At the August 25, 2016 stipulated hearing, the Board was represented by Bar Counsel J. Scott Davis. Peter J. Richard, Jr., did not appear. Prior to the hearing, the parties had submitted a stipulated proposed sanction Report for the Grievance Commission Panel’s review and consideration.
Having reviewed the agreed proposed findings as presented by the parties, the Panel makes the following disposition:
- Respondent Peter J. Richard, Jr. of Topsham, Maine was, until the imposition of an administrative suspension, at all times relevant hereto an attorney duly admitted to and authorized to engage in the practice of law in the State of Maine and/or a suspended Maine Attorney, in all events and respects subject to the Maine Bar Rules and the Maine Rules of Professional Conduct.
- Mr. Richard was admitted to the Maine bar in 2010 and he is currently subject to an administrative non-disciplinary suspension.
- On October 15, 2O15 Mr. Richard was administratively suspended by the Board for his failure to report CLE credit and his failure to register and pay the fees required by Maine Bar Rules.
- Mr. Richard did not file the affidavit certifying his compliance with Maine Bar Rule 4(k) as required within 30 days after that suspension date.
- The Board sent a letter on December 4, 2015 which notified Mr. Richard of the consequence of his failure to file that required affidavit.
- On January 27, 2016, Bar Counsel docketed a sua sponte grievance complaint against Mr. Richard for to his failure to comply with the affidavit requirements. Mr. Richard failed to respond to the investigation of this grievance matter in violation of M. R. Prof. Conduct 8.1(b).
- On May 17, 2016 a panel of the Grievance Commission reviewed Mr. Richard's actions and, based upon that review, found probable cause to believe that he had engaged in misconduct subject to sanction under the Maine Bar Rules.
- On May 20, 2016, Mr. Richard executed and filed an affidavit indicating that he had not been practicing law, and that he had no actual clients at the time of his administrative suspension in October of 2015.
Mr. Richard violated Maine Bar Rule 4(k)(8) and Maine Rules of Professional Conduct 8.1(b) and 8.4(a). As a consequence of his administrative suspension, he is not currently a licensed member of the Maine Bar.
Among the factors to be considered in imposing sanctions are: the duty violated, the lawyer’s mental state, the actual or potential injury caused by the lawyer's misconduct and the existence of any aggravating or mitigating circumstances.
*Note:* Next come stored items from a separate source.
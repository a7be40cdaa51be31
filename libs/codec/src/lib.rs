//! # Facet Commitment Codec
//!
//! ## Purpose
//!
//! Fixed-width binary (de)serialization for every state-token kind. A
//! commitment is the only place application state lives on this ledger, so
//! these layouts are the wire format: bit-exact, big-endian, no
//! variable-length fields.
//!
//! ## Contract
//!
//! - `encode` produces exactly [`CommitmentKind::width`] bytes
//! - `decode` of any other width, or of an undefined state flag, is
//!   [`CovenantError::MalformedCommitment`](facet_types::CovenantError)
//! - wide inputs are narrowed through [`range`]; overflow is
//!   [`CovenantError::OutOfRange`](facet_types::CovenantError), never wraparound
//! - `decode(encode(x)) == x` for every valid `x`
//!
//! ## Layouts
//!
//! ```text
//! Registry       facet u8 | code hash [32] | version u16 | flags u8          36
//! StakeReceipt   amount u64                                                   8
//! Principal      principal u64 | expiry u32                                  12
//! Yield          accrued u64 | expiry u32                                    12
//! Position       tick lower i32 | tick upper i32 | liquidity u64             16
//! PoolState      reserve0 | reserve1 | liquidity | growth0 | growth1 (u64)   40
//! FeeCheckpoint  tick lower | tick upper | liquidity | growth0 | growth1     32
//! Option         asset [32] | strike u32 | expiry u32 | is-call u8           41
//! PriceFeed      price u64 | published-at u32                                12
//! ```
//!
//! ## What This Crate Does NOT Contain
//! - Which kinds may appear in which transactions (belongs in `facet-covenant`)
//! - Any arithmetic beyond range narrowing

pub mod commitments;
pub mod layout;
pub mod range;
mod wire;

pub use commitments::{
    FeeCheckpoint, OptionContract, PoolState, Position, PriceFeed, PrincipalToken,
    RegistryEntry, StakeReceipt, YieldToken,
};
pub use layout::{Commitment, CommitmentKind, CommitmentLayout, Facet};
See ABA Standards for Imposing Lawyer Sanctions, 1991 (ABA Standards). See also M. Bar R. 21(c).
The first factor to be considered for sanctions under the ABA Standards is to determine what duty has been breached. The Maine Rules of professional conduct and the Maine Bar Rules require attorneys to uphold their responsibilities to clients and the courts. Mr. Richard violated his duties to the legal system by failing to complete the annual registration requirements in 2015 and by failing to file the required notification affidavit once he was administratively suspended. Ultimately, Mr. Richard did file the affidavit as contemplated by M. Bar R. 4(K), indicating that he had not been practicing law, and that he had no actual clients at the time of his administrative suspension. As a result, it appears that there was no actual injury to any client, or the public resulting from Mr. Richard’s delay in filing his affidavit.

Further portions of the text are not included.